M. Le Borgne: (Hésitations). Je pense bien que oui. (Désapprobation des autres conseillers).

M. Fichoux: Il y a une chose que je ne peux pas comprendre. Comment se fait-il qu'avec le climat dont vous jouissez votre cheptel soit aussi maigre? Vous avez beaucoup d'humidité et tout semble se prêter à l'élevage ici. Et pourtant, il paraît que vous sortez beaucoup de devises pour l'importation de la viande d'Australie et d'ailleurs. Ces dépenses pourraient être évitées et les effets d'un tel changement seraient ressentis jusqu'au niveau du budget familial. Il est clair que si nous avions un tel climat, nous ferions des merveilles.

M. Arzel: Au niveau de l'agriculture, vous êtes encore loin de la mécanisation. Je devine qu'il doit y avoir des raisons sociales pour expliquer cet état de choses, mais on ne peut pas arrêter le progrès; que ce soit demain ou après, il vous faudra un jour mécaniser votre agriculture.

M. Crenn (député): Sous le chapitre de l'agriculture, l'impression bien nette que nous avons après seulement 24 heures chez vous, c'est que vous mettez tous les oeufs dans le même panier. Cela est trop dangereux, il faudrait absolument diversifier votre agriculture.

Q : Vous avez mentionné, au début, les affinités qui existent entre votre département et l’île Maurice. Il existe aussi un problème culturel que nous partageons peut-être. Nous avons nommément une culture et une langue qui sont un peu en marge de celles de la France proprement dite. Vous avez longtemps eu à vous battre avant de faire reconnaître votre langue et votre identité bretonnes. Pouvez-vous nous parler de votre expérience à ce sujet?

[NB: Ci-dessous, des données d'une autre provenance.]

//! Host color parsing.
//!
//! Host documents carry colors in several shapes. Hex strings and packed
//! integers are sRGB and are converted to linear; object and array shapes
//! are taken as linear already.

use glam::Vec3;
use serde_json::Value;

use crate::math::srgb_to_linear;

/// Parses any supported color shape into linear RGB.
///
/// Accepted:
/// - `{ "r": .., "g": .., "b": .. }` (linear, 0-1)
/// - `{ "rgb": [r, g, b] }` (linear, 0-1)
/// - `[r, g, b]` (linear, 0-1)
/// - `"#rrggbb"`, `"rrggbb"`, `"0xrrggbb"` (sRGB)
/// - `0xRRGGBB` as a JSON integer (sRGB)
pub fn parse_color(value: &Value) -> Option<Vec3> {
    match value {
        Value::Object(map) => {
            if let Some(rgb) = map.get("rgb") {
                return parse_array(rgb);
            }
            let r = map.get("r")?.as_f64()?;
            let g = map.get("g")?.as_f64()?;
            let b = map.get("b")?.as_f64()?;
            finite(Vec3::new(r as f32, g as f32, b as f32))
        }
        Value::Array(_) => parse_array(value),
        Value::String(s) => parse_hex(s),
        Value::Number(n) => {
            let packed = n.as_u64()?;
            if packed > 0xFF_FFFF {
                return None;
            }
            Some(unpack_srgb(packed as u32))
        }
        _ => None,
    }
}

/// Parses a color, substituting white for anything unusable.
pub fn parse_color_or_white(value: Option<&Value>) -> Vec3 {
    value.and_then(parse_color).unwrap_or(Vec3::ONE)
}

fn parse_array(value: &Value) -> Option<Vec3> {
    let arr = value.as_array()?;
    if arr.len() < 3 {
        return None;
    }
    let r = arr[0].as_f64()?;
    let g = arr[1].as_f64()?;
    let b = arr[2].as_f64()?;
    finite(Vec3::new(r as f32, g as f32, b as f32))
}

fn parse_hex(s: &str) -> Option<Vec3> {
    let trimmed = s.trim();
    let digits = trimmed
        .strip_prefix('#')
        .or_else(|| trimmed.strip_prefix("0x"))
        .unwrap_or(trimmed);
    if digits.len() != 6 {
        return None;
    }
    let packed = u32::from_str_radix(digits, 16).ok()?;
    Some(unpack_srgb(packed))
}

fn unpack_srgb(packed: u32) -> Vec3 {
    let r = ((packed >> 16) & 0xFF) as f32 / 255.0;
    let g = ((packed >> 8) & 0xFF) as f32 / 255.0;
    let b = (packed & 0xFF) as f32 / 255.0;
    Vec3::new(srgb_to_linear(r), srgb_to_linear(g), srgb_to_linear(b))
}

fn finite(v: Vec3) -> Option<Vec3> {
    v.is_finite().then_some(v)
}

#[cfg(test)]
mod tests {
    use super::*;
    use serde_json::json;

    #[test]
    fn test_object_shapes() {
        assert_eq!(
            parse_color(&json!({"r": 1.0, "g": 0.5, "b": 0.2})),
            Some(Vec3::new(1.0, 0.5, 0.2))
        );
        assert_eq!(
            parse_color(&json!({"rgb": [0.1, 0.2, 0.3]})),
            Some(Vec3::new(0.1, 0.2, 0.3))
        );
        assert_eq!(parse_color(&json!([0.0, 1.0, 0.0])), Some(Vec3::Y));
    }

    #[test]
    fn test_hex_and_integer_agree() {
        let a = parse_color(&json!("#ff8000")).unwrap();
        let b = parse_color(&json!("0xff8000")).unwrap();
        let c = parse_color(&json!(0xff8000)).unwrap();
        assert_eq!(a, b);
        assert_eq!(a, c);
        assert_eq!(a.x, 1.0);
        assert_eq!(a.z, 0.0);
        // 0x80 in sRGB is ~0.216 linear.
        assert!((a.y - 0.2158).abs() < 1e-3);
    }

    #[test]
    fn test_rejects_garbage() {
        assert_eq!(parse_color(&json!("#abc")), None);
        assert_eq!(parse_color(&json!(null)), None);
        assert_eq!(parse_color(&json!({"r": 1.0})), None);
        assert_eq!(parse_color(&json!(0x1_000_000u64)), None);
        assert_eq!(parse_color_or_white(None), Vec3::ONE);
    }
}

M. Crenn : Oui, pendant longtemps ceux qui parlaient breton étaient mal vus chez nous. La politique de la France à ce moment-là était de réprimer la culture bretonne.
A l'école, l'enfant qui s'exprimait en breton recevait 'la Vache' — une vache en porcelaine — qu'il était censé garder durant toute la journée. C’était là la punition ultime. Le jour que je l'ai reçue, je m'en suis débarrassé d'une façon assez énergique et le lendemain, mon père a dû acheter une nouvelle vache pour la classe.

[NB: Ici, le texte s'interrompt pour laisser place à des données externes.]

//! The effect passes, in execution order:
//!
//! | pass | layer | priority |
//! |---|---|---|
//! | [`CloudShadowPass`] | Material | 0 |
//! | [`SpecularPass`] | Material | 10 |
//! | [`WindowLightPass`] | SurfaceEffects | 10 |
//! | [`FogPass`] | PostProcessing | 10 |

mod cloud_shadow;
mod fog;
mod specular;
mod window_light;

use std::sync::Arc;

use mapshine_common::{CoverageSpace, MaskId};

use crate::textures::{GpuTexture, MaskTextures};

pub use cloud_shadow::CloudShadowPass;
pub use fog::FogPass;
pub use specular::{SpecularPass, TileTextures};
pub use window_light::WindowLightPass;

/// Publishes `texture` under `id` unless the registry already holds it.
/// Republishing bumps the generation, so this only fires after creation,
/// resize or a registry clear.
fn ensure_published(
    masks: &mut MaskTextures,
    id: &MaskId,
    texture: &Arc<GpuTexture>,
    coverage: CoverageSpace,
) {
    let current = masks.registry.texture(id).map(|t| t.id);
    if current != Some(texture.id) {
        masks.publish(id.clone(), texture.clone(), coverage);
    }
}

/// Withdraws `id` if it still points at `texture`.
fn withdraw(masks: &mut MaskTextures, id: &MaskId, texture: &GpuTexture) {
    if masks.registry.texture(id).map(|t| t.id) == Some(texture.id) {
        masks.unpublish(id);
    }
}
//! GPU-free core of the mapshine effect pipeline.
//!
//! Shared by the `mapshine` wgpu runtime and by tools that only need the
//! CPU side (derived-mask baking, config validation).
//!
//! # Modules
//!
//! - [`environment`] - weather/time snapshot and per-frame integrators
//! - [`scene`] - scene dimensions, cameras, coordinate conversions
//! - [`masks`] - named texture registry with publish/subscribe
//! - [`flow_field`] - distance field and relaxed flow field builders
//! - [`lights`] - dynamic light registry and host document merge
//! - [`tiles`] - per-tile specular overlay bookkeeping
//! - [`params`] - per-pass parameters and control schemas
//! - [`uniforms`] - GPU uniform layouts and material sets
//! - [`shading`] - CPU reference of the shader math
//! - [`store`] - persisted per-scene enhancement data (read only)

pub mod color;
pub mod environment;
pub mod error;
pub mod flow_field;
pub mod lights;
pub mod masks;
pub mod math;
pub mod params;
pub mod scene;
pub mod shading;
pub mod store;
pub mod tiles;
pub mod uniforms;

pub use environment::{EnvironmentSnapshot, ScaledClock, SmoothedWind, WindAccumulator};
pub use error::{EffectError, EffectResult, LogThrottle};
pub use flow_field::{FlowField, FlowFieldCache, FlowFieldKey, FlowFieldParams, SourceMask};
pub use lights::{AddOutcome, LightRecord, LightRegistry, LightUniformArrays, MAX_LIGHTS};
pub use masks::{
    ColorSpace, CoverageSpace, FallbackKind, MaskEntry, MaskId, MaskRegistry, SubscriptionId,
};
pub use params::{
    CloudShadowParams, ControlSchema, FogParams, ParamGroup, ParamSpec, PassParams,
    SpecularParams, StripeBlendMode, WindowLightParams,
};
pub use scene::{Camera, SceneDimensions, ViewState};
pub use store::EnhancementStore;
pub use tiles::{BindOutcome, OverlayState, SpriteSnapshot, TileBinding, TileOverlayBook};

M. Arzel (Président de la Chambre d'Agriculture): Ce n'est plus pareil maintenant, car même à la radio nationale, on diffuse les nouvelles en breton aussi bien qu'en français. On ne peut effacer notre culture. Les efforts qui oeuvrent dans ce sens sont voués à l'échec.

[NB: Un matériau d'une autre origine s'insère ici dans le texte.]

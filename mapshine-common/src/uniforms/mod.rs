//! GPU uniform layouts shared by every pass.
//!
//! Every block is built from `vec4` rows only (`[f32; 4]`/`[u32; 4]`), so
//! the Rust `#[repr(C)]` layout and the WGSL uniform layout agree without
//! padding fields. The WGSL mirrors live in `shaders/common/blocks.wgsl`.

mod passes;
mod set;

use bytemuck::{Pod, Zeroable};
use glam::{Mat4, UVec2, Vec2};

use crate::environment::EnvironmentSnapshot;
use crate::lights::{LightUniformArrays, MAX_LIGHTS};
use crate::scene::{Camera, ViewState};

pub use passes::{
    CloudShadowBlock, CloudShadowMaterial, FogBlock, FogMaterial, SpecularBlock,
    SpecularMaterial, StripeLayerBlock, WindowLightBlock, WindowLightMaterial, output_mode,
};
pub use set::{MaterialId, UniformSet, WithEnvironment, WithLights, WithView};

/// Per-frame timing as uploaded to shaders.
#[derive(Debug, Clone, Copy, Default, PartialEq)]
pub struct FrameTime {
    pub elapsed: f32,
    pub delta: f32,
    pub frame: u64,
}

// ============================================================================
// View
// ============================================================================

/// Camera, view bounds and scene bounds (160 bytes).
#[repr(C)]
#[derive(Clone, Copy, Debug, PartialEq, Pod, Zeroable)]
pub struct ViewBlock {
    pub view_proj: [[f32; 4]; 4],
    /// xyz: camera position, w: zoom
    pub camera: [f32; 4],
    /// Visible ground rect: min.xy, max.xy (world)
    pub view_bounds: [f32; 4],
    /// Scene rect: min.xy, size.xy (world, y up)
    pub scene_bounds: [f32; 4],
    /// canvas width, canvas height, pixels per grid unit, ground distance
    pub canvas: [f32; 4],
    /// width, height, 1/width, 1/height
    pub screen: [f32; 4],
    /// elapsed, delta, frame (wrapped), 1 for perspective projection
    pub time: [f32; 4],
}

const _: () = assert!(core::mem::size_of::<ViewBlock>() == 160);

impl Default for ViewBlock {
    fn default() -> Self {
        Self {
            view_proj: Mat4::IDENTITY.to_cols_array_2d(),
            camera: [0.0, 0.0, 100.0, 1.0],
            view_bounds: [0.0, 0.0, 1.0, 1.0],
            scene_bounds: [0.0, 0.0, 1.0, 1.0],
            canvas: [1.0, 1.0, 1.0, 100.0],
            screen: [1.0, 1.0, 1.0, 1.0],
            time: [0.0; 4],
        }
    }
}

impl ViewBlock {
    pub fn new(view: &ViewState, time: FrameTime) -> Self {
        let cam = view.camera;
        let (vmin, vmax) = cam.ground_bounds();
        let (smin, ssize) = view.scene.scene_bounds_world();
        let screen = view.screen.max(UVec2::ONE).as_vec2();
        let pos = cam.position();
        Self {
            view_proj: cam.view_projection().to_cols_array_2d(),
            camera: [pos.x, pos.y, pos.z, cam.zoom()],
            view_bounds: [vmin.x, vmin.y, vmax.x, vmax.y],
            scene_bounds: [smin.x, smin.y, ssize.x, ssize.y],
            canvas: [
                view.scene.width,
                view.scene.height,
                view.scene.pixels_per_unit(),
                cam.ground_distance(),
            ],
            screen: [screen.x, screen.y, 1.0 / screen.x, 1.0 / screen.y],
            time: [
                time.elapsed,
                time.delta,
                (time.frame % 1_000_000) as f32,
                if matches!(cam, Camera::Perspective { .. }) {
                    1.0
                } else {
                    0.0
                },
            ],
        }
    }

    pub fn view_min(&self) -> Vec2 {
        Vec2::new(self.view_bounds[0], self.view_bounds[1])
    }
}

// ============================================================================
// Environment
// ============================================================================

/// Shared environment (112 bytes).
#[repr(C)]
#[derive(Clone, Copy, Debug, PartialEq, Pod, Zeroable)]
pub struct EnvironmentBlock {
    /// rgb: ambient daylight, a: darkness level
    pub daylight: [f32; 4],
    /// rgb: ambient darkness, a: time of day (hours)
    pub darkness: [f32; 4],
    /// rgb: ambient brightest, a: lightning flash
    pub brightest: [f32; 4],
    /// cloud cover, fog density, precipitation, wetness
    pub weather: [f32; 4],
    /// wind dir xy, wind speed, freeze level
    pub wind: [f32; 4],
    /// rgb: ambient tint, a: light level (floored)
    pub ambient: [f32; 4],
    /// sun dir xy (scene UV), sky factor, unused
    pub sun: [f32; 4],
}

const _: () = assert!(core::mem::size_of::<EnvironmentBlock>() == 112);

impl Default for EnvironmentBlock {
    fn default() -> Self {
        Self::from_snapshot(&EnvironmentSnapshot::default())
    }
}

impl EnvironmentBlock {
    /// Packs a snapshot; the snapshot is sanitized first.
    pub fn from_snapshot(env: &EnvironmentSnapshot) -> Self {
        let e = env.sanitized();
        let tint = e.ambient_tint();
        let sun = e.sun_direction();
        Self {
            daylight: e.ambient_daylight.extend(e.darkness_level).to_array(),
            darkness: e.ambient_darkness.extend(e.time_of_day).to_array(),
            brightest: e.ambient_brightest.extend(e.lightning_flash).to_array(),
            weather: [e.cloud_cover, e.fog_density, e.precipitation, e.wetness],
            wind: [
                e.wind_direction.x,
                e.wind_direction.y,
                e.wind_speed,
                e.freeze_level,
            ],
            ambient: tint.extend(e.light_level()).to_array(),
            sun: [sun.x, sun.y, e.sky_factor(), 0.0],
        }
    }

    pub fn darkness_level(&self) -> f32 {
        self.daylight[3]
    }

    pub fn light_level(&self) -> f32 {
        self.ambient[3]
    }
}

// ============================================================================
// Lights
// ============================================================================

/// Dynamic lights (16 + 3·64·16 = 3088 bytes).
#[repr(C)]
#[derive(Clone, Copy, Debug, PartialEq, Pod, Zeroable)]
pub struct LightBlock {
    /// x: light count
    pub count: [u32; 4],
    /// xy: world position, z: elevation
    pub position: [[f32; 4]; MAX_LIGHTS],
    /// rgb: linear color (luminosity applied)
    pub color: [[f32; 4]; MAX_LIGHTS],
    /// radius px, bright px, attenuation, unused
    pub config: [[f32; 4]; MAX_LIGHTS],
}

const _: () = assert!(core::mem::size_of::<LightBlock>() == 16 + 3 * MAX_LIGHTS * 16);

impl Default for LightBlock {
    fn default() -> Self {
        Self::zeroed()
    }
}

impl LightBlock {
    /// Fans the `3N/3N/4N` arrays out into `vec4` rows.
    pub fn from_arrays(arrays: &LightUniformArrays) -> Self {
        let mut block = Self::zeroed();
        let n = (arrays.count as usize)
            .min(MAX_LIGHTS)
            .min(arrays.position.len() / 3)
            .min(arrays.color.len() / 3)
            .min(arrays.config.len() / 4);
        for i in 0..n {
            let p = &arrays.position[i * 3..i * 3 + 3];
            let c = &arrays.color[i * 3..i * 3 + 3];
            let k = &arrays.config[i * 4..i * 4 + 4];
            block.position[i] = [p[0], p[1], p[2], 0.0];
            block.color[i] = [c[0], c[1], c[2], 1.0];
            block.config[i] = [k[0], k[1], k[2], k[3]];
        }
        block.count = [n as u32, 0, 0, 0];
        block
    }

    pub fn count(&self) -> usize {
        self.count[0] as usize
    }
}

#[cfg(test)]
mod tests {
    use super::*;
    use crate::scene::SceneDimensions;
    use glam::Vec3;

    #[test]
    fn test_light_block_fan_out() {
        let arrays = LightUniformArrays {
            count: 2,
            position: vec![500.0, 1500.0, 0.0, 10.0, 20.0, 0.0],
            color: vec![2.0, 1.0, 0.4, 1.0, 1.0, 1.0],
            config: vec![200.0, 100.0, 0.5, 0.0, 50.0, 0.0, 1.0, 0.0],
        };
        let block = LightBlock::from_arrays(&arrays);
        assert_eq!(block.count(), 2);
        assert_eq!(block.position[0][..3], [500.0, 1500.0, 0.0]);
        assert_eq!(block.color[0][..3], [2.0, 1.0, 0.4]);
        assert_eq!(block.config[0], [200.0, 100.0, 0.5, 0.0]);
        assert_eq!(block.config[1], [50.0, 0.0, 1.0, 0.0]);
        assert_eq!(block.position[2], [0.0; 4]);
    }

    #[test]
    fn test_light_block_truncates_short_arrays() {
        let arrays = LightUniformArrays {
            count: 5,
            position: vec![1.0, 2.0, 0.0],
            color: vec![1.0, 1.0, 1.0],
            config: vec![10.0, 5.0, 0.5, 0.0],
        };
        assert_eq!(LightBlock::from_arrays(&arrays).count(), 1);
    }

    #[test]
    fn test_environment_block_floor_and_tint() {
        let env = EnvironmentSnapshot {
            darkness_level: 1.0,
            ambient_darkness: Vec3::new(0.1, 0.1, 0.3),
            ..Default::default()
        };
        let block = EnvironmentBlock::from_snapshot(&env);
        assert_eq!(block.light_level(), 0.25);
        let tint = Vec3::from_slice(&block.ambient[..3]);
        assert!((tint - Vec3::new(0.1, 0.1, 0.3)).abs().max_element() < 1e-6);
        assert_eq!(block.darkness_level(), 1.0);
    }

    #[test]
    fn test_view_block_bounds() {
        let scene = SceneDimensions::from_scene_size(2000.0, 2000.0, 0.0);
        let cam = Camera::orthographic(Vec2::new(1000.0, 1000.0), 1920.0, 1080.0, 500.0);
        let view = ViewState::new(cam, UVec2::new(1920, 1080), scene);
        let block = ViewBlock::new(
            &view,
            FrameTime {
                elapsed: 2.0,
                delta: 0.016,
                frame: 120,
            },
        );
        assert_eq!(block.view_bounds, [40.0, 460.0, 1960.0, 1540.0]);
        assert_eq!(block.scene_bounds, [0.0, 0.0, 2000.0, 2000.0]);
        assert_eq!(block.screen[0], 1920.0);
        assert_eq!(block.time[2], 120.0);
        assert_eq!(block.canvas[3], 500.0);
    }
}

Q : Puisque nous parlions d'affinités, nous pouvons peut-être jeter un coup d'oeil sur la situation des Mauriciennes qui ont épousé vos concitoyens en Bretagne.

M. Arzel: Il faut aller aux sources de ce phénomène social. Pourquoi est-ce qu'il y a eu des mariages par correspondance entre les Bretons et les Mauriciennes? La raison est simplement qu'il y a eu une désaffection des cultivatrices envers les cultivateurs. Les filles ne veulent plus se marier aux cultivateurs. Elles trouvent que c'est plus honorable de se marier aux gendarmes ou aux ouvriers. Nos fermiers qui se sont donc vus condamnés au célibat ont tout de suite pensé aux Mauriciennes qui ont l'avantage pour eux d'être francophones. Mais je pense personnellement que cet état de choses ne devrait pas être encouragé. Il y a trop de différences de culture et de moeurs.

Et puis, ces mariages de raison avec des hommes dans leur quarantaine n'est pas une chose normale. Lorsqu'un homme se trouve à cet âge-là, il est trop tard pour qu'il songe à se marier. Ensuite, et je le dis sentimentalement, car je suis moi-même grand-père, ces filles doivent quitter leurs parents derrière elles pour venir dans un pays où le climat et les moeurs sont différents de ce qu'elles ont connu jusque-là. Ce n'est pas juste.